When she first moved in, she had tried her hand at decorating. She’d bought prints at cheap stores and markets and bartered a bedside table and lamps. She was proud of the black leather couch—it was long enough for her to stretch out and comfortable enough that she had fallen asleep on it far too many times to count. Her record collection was her other great score, collected over the years.

Kathleen pulled a record out and set it on the player: Beethoven’s 7th symphony. She thought it was one of the records her mother used to play when she was little, but she couldn’t be sure. Her parents had died when she was young, and she had been in foster homes until she aged out. The music gave her peace, easing the band of tension she had been harboring in her gut.

Cracking open the window, she leaned out to check the plate. Still full. There was a stray cat Kathleen left food out for, but it didn’t always show up, especially in the warmer months. She didn’t mind. It was a relationship of mutual benefit at best.

Shedding her clothing on the floor, Kathleen walked through her bedroom and into the bathroom, grateful she wouldn’t have to wear the hated garters again. She might even have a bonfire party—those were supposed to be cathartic.

The shower stall sat next to the marvelously deep bath where she regularly indulged in long soaks after a hard shift. For now, though, she just wanted to get clean. When she turned the hot water on full, the water pipes creaked and groaned in protest, finally settling into a steady hum. She stepped under the relaxing stream of hot water, a long breath escaping her lips as the heat soaked into her muscles. Her shoulder ached where the bullet had nicked it, but the waterproof bandage the paramedic had put on held in place.

Thinking of it brought to mind the assassin.

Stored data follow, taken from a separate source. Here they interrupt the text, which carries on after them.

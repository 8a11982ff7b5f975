//! Merge rule management for BPE.
//!
//! Merge rules are stored using token IDs rather than strings for fast comparison.
//! Rules are kept in creation order: rule `i` always produced token
//! `BYTE_VOCAB_SIZE + i`, so the ordered list doubles as the reverse index
//! from a merged token back to the pair it came from.

use crate::core::vocab::BYTE_VOCAB_SIZE;
use crate::error::{Result, TokenizerError};
use ahash::AHashMap;
use serde::{Deserialize, Serialize};

/// A pair of token IDs that can be merged.
pub type Pair = (u32, u32);

/// Forward lookup: pair -> ID of the token created by merging it.
pub type MergeMap = AHashMap<Pair, u32>;

/// A single merge rule: `pair.0` followed by `pair.1` becomes `new_token_id`.
#[derive(Debug, Clone, Copy, PartialEq, Eq, Hash, Serialize, Deserialize)]
pub struct MergeRule {
    /// The pair of token IDs being merged
    pub pair: Pair,
    /// The ID of the token created by this merge
    pub new_token_id: u32,
}

/// Ordered collection of BPE merge rules with efficient lookup.
///
/// Both indices are private and only ever updated together by [`MergeRules::push`].
#[derive(Debug, Clone, Default, PartialEq, Eq)]
pub struct MergeRules {
    /// Pairs in creation order (reverse index: `new_id - 256` -> pair)
    rules: Vec<Pair>,
    /// Forward index: pair -> new_id
    by_pair: MergeMap,
}

impl MergeRules {
    /// Create a new empty collection of merge rules.
    pub fn new() -> Self {
        Self::default()
    }

    /// Create a new collection with capacity.
    pub fn with_capacity(capacity: usize) -> Self {
        Self {
            rules: Vec::with_capacity(capacity),
            by_pair: MergeMap::with_capacity(capacity),
        }
    }

    /// ID the next pushed rule will produce.
    #[inline]
    pub fn next_id(&self) -> u32 {
        BYTE_VOCAB_SIZE + self.rules.len() as u32
    }

    /// Append a merge rule and return the ID of the new token.
    ///
    /// Both halves of the pair must already exist (a byte or an earlier
    /// merge), and a pair can only be merged once.
    pub fn push(&mut self, pair: Pair) -> Result<u32> {
        let new_id = self.next_id();

        if pair.0 >= new_id || pair.1 >= new_id {
            return Err(TokenizerError::InvalidMerge(format!(
                "pair ({}, {}) references a token that does not exist before {}",
                pair.0, pair.1, new_id
            )));
        }
        if let Some(existing) = self.by_pair.get(&pair) {
            return Err(TokenizerError::InvalidMerge(format!(
                "pair ({}, {}) already merged into {}",
                pair.0, pair.1, existing
            )));
        }

        self.rules.push(pair);
        self.by_pair.insert(pair, new_id);
        Ok(new_id)
    }

    /// Get the token produced by merging `pair`, if that pair has a rule.
    #[inline]
    pub fn get(&self, pair: Pair) -> Option<u32> {
        self.by_pair.get(&pair).copied()
    }

    /// Get the pair that produced a merged token.
    ///
    /// Returns `None` for byte tokens and for IDs that were never created.
    #[inline]
    pub fn pair_for(&self, id: u32) -> Option<Pair> {
        let index = id.checked_sub(BYTE_VOCAB_SIZE)?;
        self.rules.get(index as usize).copied()
    }

    /// Get the number of merge rules.
    #[inline]
    pub fn len(&self) -> usize {
        self.rules.len()
    }

    /// Check if there are no merge rules.
    #[inline]
    pub fn is_empty(&self) -> bool {
        self.rules.is_empty()
    }

    /// Iterate over the rules in creation order.
    pub fn iter(&self) -> impl Iterator<Item = MergeRule> + '_ {
        self.rules
            .iter()
            .zip(BYTE_VOCAB_SIZE..)
            .map(|(&pair, new_token_id)| MergeRule { pair, new_token_id })
    }

    /// Build merge rules from an ordered list of pairs.
    ///
    /// The pairs are assigned IDs in order (256, 257, ...).
    pub fn from_pairs(pairs: impl IntoIterator<Item = Pair>) -> Result<Self> {
        let mut rules = Self::new();
        for pair in pairs {
            rules.push(pair)?;
        }
        Ok(rules)
    }

    /// Rebuild merge rules from externally supplied records.
    ///
    /// Every record must carry the ID its position implies.
    pub fn from_rules(records: impl IntoIterator<Item = MergeRule>) -> Result<Self> {
        let mut rules = Self::new();
        for record in records {
            let expected = rules.next_id();
            if record.new_token_id != expected {
                return Err(TokenizerError::InvalidMerge(format!(
                    "merge ({}, {}) has id {}, expected {}",
                    record.pair.0, record.pair.1, record.new_token_id, expected
                )));
            }
            rules.push(record.pair)?;
        }
        Ok(rules)
    }
}

/// Replace every non-overlapping occurrence of `pair` with `new_id`, in place.
///
/// The scan runs left to right and resumes after each replacement, so
/// `[a, a, a]` with `(a, a)` becomes `[new, a]`. Returns the number of
/// replacements.
pub fn merge_pair(tokens: &mut Vec<u32>, pair: Pair, new_id: u32) -> usize {
    let len = tokens.len();
    let mut read = 0;
    let mut write = 0;
    let mut merged = 0;

    while read < len {
        if read + 1 < len && tokens[read] == pair.0 && tokens[read + 1] == pair.1 {
            tokens[write] = new_id;
            read += 2;
            merged += 1;
        } else {
            tokens[write] = tokens[read];
            read += 1;
        }
        write += 1;
    }

    tokens.truncate(write);
    merged
}

#[cfg(test)]
mod tests {
    use super::*;

    #[test]
    fn test_push_assigns_sequential_ids() {
        let mut rules = MergeRules::new();
        assert_eq!(rules.push((97, 97)).unwrap(), 256);
        assert_eq!(rules.push((256, 97)).unwrap(), 257);

        assert_eq!(rules.get((97, 97)), Some(256));
        assert_eq!(rules.get((256, 97)), Some(257));
        assert_eq!(rules.get((1, 2)), None);
        assert_eq!(rules.len(), 2);
    }

    #[test]
    fn test_reverse_lookup() {
        let rules = MergeRules::from_pairs([(104, 105), (256, 33)]).unwrap();

        assert_eq!(rules.pair_for(256), Some((104, 105)));
        assert_eq!(rules.pair_for(257), Some((256, 33)));
        assert_eq!(rules.pair_for(258), None);
        assert_eq!(rules.pair_for(42), None);
    }

    #[test]
    fn test_push_rejects_future_token() {
        let mut rules = MergeRules::new();
        let err = rules.push((256, 1)).unwrap_err();
        assert!(matches!(err, TokenizerError::InvalidMerge(_)));
        assert!(rules.is_empty());
    }

    #[test]
    fn test_push_rejects_duplicate_pair() {
        let mut rules = MergeRules::new();
        rules.push((1, 2)).unwrap();
        assert!(matches!(
            rules.push((1, 2)),
            Err(TokenizerError::InvalidMerge(_))
        ));
        assert_eq!(rules.len(), 1);
    }

    #[test]
    fn test_from_rules_checks_numbering() {
        let ok = MergeRules::from_rules([
            MergeRule {
                pair: (1, 2),
                new_token_id: 256,
            },
            MergeRule {
                pair: (256, 3),
                new_token_id: 257,
            },
        ])
        .unwrap();
        assert_eq!(ok.len(), 2);

        let gap = MergeRules::from_rules([MergeRule {
            pair: (1, 2),
            new_token_id: 300,
        }]);
        assert!(matches!(gap, Err(TokenizerError::InvalidMerge(_))));
    }

    #[test]
    fn test_iter_in_creation_order() {
        let rules = MergeRules::from_pairs([(10, 11), (12, 13), (256, 257)]).unwrap();
        let ids: Vec<u32> = rules.iter().map(|r| r.new_token_id).collect();
        let pairs: Vec<Pair> = rules.iter().map(|r| r.pair).collect();

        assert_eq!(ids, vec![256, 257, 258]);
        assert_eq!(pairs, vec![(10, 11), (12, 13), (256, 257)]);
    }

    #[test]
    fn test_merge_pair_does_not_overlap() {
        let mut tokens = vec![5, 5, 5];
        let merged = merge_pair(&mut tokens, (5, 5), 300);

        assert_eq!(merged, 1);
        assert_eq!(tokens, vec![300, 5]);
    }

    #[test]
    fn test_merge_pair_multiple_occurrences() {
        let mut tokens = vec![1, 2, 3, 1, 2, 1, 2];
        let merged = merge_pair(&mut tokens, (1, 2), 256);

        assert_eq!(merged, 3);
        assert_eq!(tokens, vec![256, 3, 256, 256]);
    }

    #[test]
    fn test_merge_pair_no_match_and_short_input() {
        let mut tokens = vec![1, 2, 3];
        assert_eq!(merge_pair(&mut tokens, (3, 1), 256), 0);
        assert_eq!(tokens, vec![1, 2, 3]);

        let mut single = vec![7];
        assert_eq!(merge_pair(&mut single, (7, 7), 256), 0);
        assert_eq!(single, vec![7]);

        let mut empty: Vec<u32> = Vec::new();
        assert_eq!(merge_pair(&mut empty, (7, 7), 256), 0);
        assert!(empty.is_empty());
    }
}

His blue eyes darkening as they found hers, his muscles bulging as his hand wrapped into her hair, his gaze ticking down…

Kathleen traced her fingers along her neck. She imagined his lips following the path his eyes had taken, trailing down her throat.

She felt a tingling between her legs and took a breath.

What the fuck.

She would not touch herself over an assassin. Get a grip, Harper.

Kathleen spun the cold water up and showered with quick efficiency, shivering. Her long hair was almost dry by the time she finished her microwaved dinner and climbed under the pile of blankets on her bed.

She wondered what he was doing: where he was, what he was thinking. Almost certainly, he wasn’t thinking of her, so why was she thinking of him?